WORK TO BE COMPLETED. Copy every line that contains the string "after" from the entries below.

Saved entries
------------------------------
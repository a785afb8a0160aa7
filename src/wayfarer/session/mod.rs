// SPDX-License-Identifier: MIT

//! Sessions: lifecycle model and the manager that drives them

pub mod manager;
pub mod model;

pub use manager::SessionManager;
pub use model::{Session, SessionStatus};
// SPDX-License-Identifier: MIT

//! Graph workflow type definitions
//!
//! `GraphDefinition` is the declarative (YAML) shape. `CompiledGraph` is the
//! validated, immutable form the engine walks.

use crate::wayfarer::workflow::router::Router;
use crate::wayfarer::workflow::state::{
    StateSchema, StateUpdate, WorkflowState, OPTIMIZATION_COUNTER,
};
use crate::wdk::error::StateError;
use crate::wdk::node::NodeExecutor;
use crate::wdk::tool::Tool;
use serde::{Deserialize, Serialize};
use std::collections::{BTreeMap, HashMap};
use std::fmt;
use std::sync::Arc;

/// Edge target meaning "session completed"
pub const END: &str = "__end__";
/// Edge target meaning "session terminated"
pub const TERMINATE: &str = "__terminate__";

fn default_input_field() -> String {
    "query".to_string()
}

fn default_loop_counter() -> String {
    OPTIMIZATION_COUNTER.to_string()
}

/// A graph-based workflow definition
#[derive(Debug, Clone, Deserialize, Serialize, Default)]
pub struct GraphDefinition {
    /// Name of the workflow
    pub name: String,
    /// Description of the workflow
    #[serde(default)]
    pub description: String,
    /// Entry node
    #[serde(default)]
    pub entry: EntryPoints,
    /// State field that receives the initial query
    #[serde(default = "default_input_field")]
    pub input_field: String,
    /// State schema
    #[serde(default)]
    pub state: StateSchema,
    /// Nodes in the graph
    #[serde(default)]
    pub nodes: Vec<NodeDefinition>,
}

/// Entry point declaration: a single node id or a list
#[derive(Debug, Clone, Deserialize, Serialize, Default, PartialEq)]
#[serde(untagged)]
pub enum EntryPoints {
    #[default]
    None,
    Single(String),
    Multiple(Vec<String>),
}

impl EntryPoints {
    pub fn to_vec(&self) -> Vec<String> {
        match self {
            EntryPoints::None => vec![],
            EntryPoints::Single(s) => vec![s.clone()],
            EntryPoints::Multiple(v) => v.clone(),
        }
    }
}

/// Node kind as written in a definition
#[derive(Debug, Clone, Copy, Deserialize, Serialize, PartialEq, Eq)]
#[serde(rename_all = "snake_case")]
pub enum NodeType {
    /// Execute, merge, follow `next`
    Sequential,
    /// Member of a parallel branch set; no edges of its own
    Branch,
    /// Invoke a registered tool
    Tool,
    /// Fan out to `branches`, then continue to a join
    Parallel,
    /// Barrier after a parallel node
    Join,
    /// Route through `route`
    Conditional,
    /// Persist and yield for a human decision
    Suspend,
    /// Completes the session
    Terminal,
}

/// A node in the workflow graph
#[derive(Debug, Clone, Deserialize, Serialize)]
pub struct NodeDefinition {
    /// Unique identifier for this node
    pub id: String,
    pub kind: NodeType,
    /// Registered executor name
    #[serde(default, skip_serializing_if = "Option::is_none")]
    pub executor: Option<String>,
    /// Unconditional successor (node id, `__end__` or `__terminate__`)
    #[serde(default, skip_serializing_if = "Option::is_none")]
    pub next: Option<String>,
    #[serde(default, skip_serializing_if = "Vec::is_empty")]
    pub branches: Vec<String>,
    /// Worker cap for a parallel node; defaults to the branch count
    #[serde(default, skip_serializing_if = "Option::is_none")]
    pub max_workers: Option<usize>,
    /// Registered tool name
    #[serde(default, skip_serializing_if = "Option::is_none")]
    pub tool: Option<String>,
    /// Tool argument name → state path
    #[serde(default, skip_serializing_if = "BTreeMap::is_empty")]
    pub args: BTreeMap<String, String>,
    /// State field receiving the tool result
    #[serde(default, skip_serializing_if = "Option::is_none")]
    pub result_field: Option<String>,
    #[serde(default, skip_serializing_if = "Option::is_none")]
    pub route: Option<RouteDefinition>,
}

/// Conditional edge: a router plus its outcome → target map
#[derive(Debug, Clone, Deserialize, Serialize, PartialEq)]
pub struct RouteDefinition {
    pub router: Router,
    pub outcomes: BTreeMap<String, String>,
    #[serde(default, skip_serializing_if = "Option::is_none")]
    pub loop_bound: Option<LoopBound>,
}

/// Marks a conditional node as a bounded loop.
///
/// Taking `continue_outcome` counts one attempt on `counter`; once the maximum
/// is reached the engine routes to `escape_outcome` whatever the router says.
/// Each loop in a graph owns its own counter.
#[derive(Debug, Clone, Deserialize, Serialize, PartialEq, Eq)]
pub struct LoopBound {
    pub continue_outcome: String,
    pub escape_outcome: String,
    #[serde(default = "default_loop_counter")]
    pub counter: String,
    /// Overrides the engine-wide attempt limit for this loop
    #[serde(default, skip_serializing_if = "Option::is_none")]
    pub max_attempts: Option<u32>,
}

impl NodeDefinition {
    pub fn new(id: impl Into<String>, kind: NodeType) -> Self {
        Self {
            id: id.into(),
            kind,
            executor: None,
            next: None,
            branches: vec![],
            max_workers: None,
            tool: None,
            args: BTreeMap::new(),
            result_field: None,
            route: None,
        }
    }

    /// Every id this node can hand control to
    pub fn successors(&self) -> Vec<&str> {
        let mut out: Vec<&str> = self.next.iter().map(String::as_str).collect();
        out.extend(self.branches.iter().map(String::as_str));
        if let Some(route) = &self.route {
            out.extend(route.outcomes.values().map(String::as_str));
        }
        out
    }
}

impl RouteDefinition {
    pub fn new(router: Router) -> Self {
        Self {
            router,
            outcomes: BTreeMap::new(),
            loop_bound: None,
        }
    }

    pub fn outcome(mut self, key: impl Into<String>, target: impl Into<String>) -> Self {
        self.outcomes.insert(key.into(), target.into());
        self
    }

    pub fn bounded(
        mut self,
        continue_outcome: impl Into<String>,
        escape_outcome: impl Into<String>,
    ) -> Self {
        self.loop_bound = Some(LoopBound {
            continue_outcome: continue_outcome.into(),
            escape_outcome: escape_outcome.into(),
            counter: default_loop_counter(),
            max_attempts: None,
        });
        self
    }

    /// Count this loop's attempts on `counter`. Call after `bounded`.
    pub fn with_counter(mut self, counter: impl Into<String>) -> Self {
        if let Some(bound) = self.loop_bound.as_mut() {
            bound.counter = counter.into();
        }
        self
    }

    /// Per-loop attempt cap. Call after `bounded`.
    pub fn max_attempts(mut self, max: u32) -> Self {
        if let Some(bound) = self.loop_bound.as_mut() {
            bound.max_attempts = Some(max);
        }
        self
    }
}

/// Resolved edge target
#[derive(Debug, Clone, PartialEq, Eq)]
pub enum Target {
    Node(String),
    End,
    Terminate,
}

impl Target {
    pub fn parse(target: &str) -> Self {
        match target {
            END => Target::End,
            TERMINATE => Target::Terminate,
            id => Target::Node(id.to_string()),
        }
    }

    /// Id stored as a checkpoint's next node
    pub fn as_str(&self) -> &str {
        match self {
            Target::Node(id) => id,
            Target::End => END,
            Target::Terminate => TERMINATE,
        }
    }
}

/// Validated node ready for execution
pub struct CompiledNode {
    pub id: String,
    pub kind: NodeKind,
}

pub enum NodeKind {
    Sequential {
        executor: Arc<dyn NodeExecutor>,
        next: Target,
    },
    Branch {
        executor: Arc<dyn NodeExecutor>,
    },
    Tool {
        tool: Arc<dyn Tool>,
        args: BTreeMap<String, String>,
        result_field: String,
        next: Target,
    },
    Parallel {
        branches: Vec<String>,
        max_workers: Option<usize>,
        next: Target,
    },
    Join {
        executor: Option<Arc<dyn NodeExecutor>>,
        next: Target,
    },
    Conditional {
        executor: Option<Arc<dyn NodeExecutor>>,
        router: Router,
        outcomes: BTreeMap<String, Target>,
        loop_bound: Option<LoopBound>,
    },
    Suspend {
        executor: Option<Arc<dyn NodeExecutor>>,
        next: Target,
    },
    Terminal {
        executor: Option<Arc<dyn NodeExecutor>>,
    },
}

impl NodeKind {
    pub fn label(&self) -> &'static str {
        match self {
            NodeKind::Sequential { .. } => "sequential",
            NodeKind::Branch { .. } => "branch",
            NodeKind::Tool { .. } => "tool",
            NodeKind::Parallel { .. } => "parallel",
            NodeKind::Join { .. } => "join",
            NodeKind::Conditional { .. } => "conditional",
            NodeKind::Suspend { .. } => "suspend",
            NodeKind::Terminal { .. } => "terminal",
        }
    }
}

/// Immutable, validated graph shared read-only by every session
pub struct CompiledGraph {
    pub(crate) name: String,
    pub(crate) description: String,
    pub(crate) entry: String,
    pub(crate) input_field: String,
    pub(crate) schema: StateSchema,
    pub(crate) nodes: HashMap<String, CompiledNode>,
    pub(crate) order: Vec<String>,
}

impl CompiledGraph {
    pub fn name(&self) -> &str {
        &self.name
    }

    pub fn description(&self) -> &str {
        &self.description
    }

    pub fn entry(&self) -> &str {
        &self.entry
    }

    pub fn schema(&self) -> &StateSchema {
        &self.schema
    }

    pub fn node(&self, id: &str) -> Option<&CompiledNode> {
        self.nodes.get(id)
    }

    /// Node ids in declaration order
    pub fn node_ids(&self) -> &[String] {
        &self.order
    }

    /// Fresh state for a new session, with the query in the input field
    pub fn initial_state(&self, query: &str) -> Result<WorkflowState, StateError> {
        let mut state = WorkflowState::new(&self.schema);
        state.apply(
            StateUpdate::new().set(self.input_field.clone(), query),
            &self.schema,
        )?;
        Ok(state)
    }
}

impl fmt::Debug for CompiledGraph {
    fn fmt(&self, f: &mut fmt::Formatter<'_>) -> fmt::Result {
        let kinds: Vec<String> = self
            .order
            .iter()
            .filter_map(|id| self.nodes.get(id))
            .map(|n| format!("{}:{}", n.id, n.kind.label()))
            .collect();
        f.debug_struct("CompiledGraph")
            .field("name", &self.name)
            .field("entry", &self.entry)
            .field("nodes", &kinds)
            .finish()
    }
}

#[cfg(test)]
mod tests {
    use super::*;

    #[test]
    fn test_entry_points_forms() {
        let single: EntryPoints = serde_yaml::from_str("parse_intent").unwrap();
        assert_eq!(single.to_vec(), vec!["parse_intent"]);

        let multiple: EntryPoints = serde_yaml::from_str("[a, b]").unwrap();
        assert_eq!(multiple.to_vec().len(), 2);
    }

    #[test]
    fn test_target_markers() {
        assert_eq!(Target::parse(END), Target::End);
        assert_eq!(Target::parse(TERMINATE), Target::Terminate);
        assert_eq!(Target::parse("review"), Target::Node("review".to_string()));
        assert_eq!(Target::Terminate.as_str(), TERMINATE);
    }

    #[test]
    fn test_node_definition_yaml() {
        let yaml = r#"
id: optimize_budget
kind: conditional
executor: optimize_budget
route:
  router:
    type: budget_loop
  outcomes:
    continue: optimize_budget
    satisfied: generate_itinerary
    human_intervention: human_review
  loop_bound:
    continue_outcome: continue
    escape_outcome: human_intervention
"#;
        let node: NodeDefinition = serde_yaml::from_str(yaml).unwrap();
        assert_eq!(node.kind, NodeType::Conditional);
        let route = node.route.as_ref().unwrap();
        assert_eq!(route.router, Router::BudgetLoop);
        assert_eq!(route.outcomes.len(), 3);
        let bound = route.loop_bound.as_ref().unwrap();
        assert_eq!(bound.escape_outcome, "human_intervention");
        assert_eq!(bound.counter, OPTIMIZATION_COUNTER);
        assert_eq!(bound.max_attempts, None);
        assert_eq!(node.successors().len(), 3);
    }

    #[test]
    fn test_loop_bound_named_counter() {
        let yaml = r#"
continue_outcome: continue
escape_outcome: human_intervention
counter: itinerary
max_attempts: 2
"#;
        let bound: LoopBound = serde_yaml::from_str(yaml).unwrap();
        assert_eq!(bound.counter, "itinerary");
        assert_eq!(bound.max_attempts, Some(2));
    }
}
------------------------------
OUTPUT OF THE TASK.
    /// Barrier after a parallel node
    /// Count this loop's attempts on `counter`. Call after `bounded`.
    /// Per-loop attempt cap. Call after `bounded`.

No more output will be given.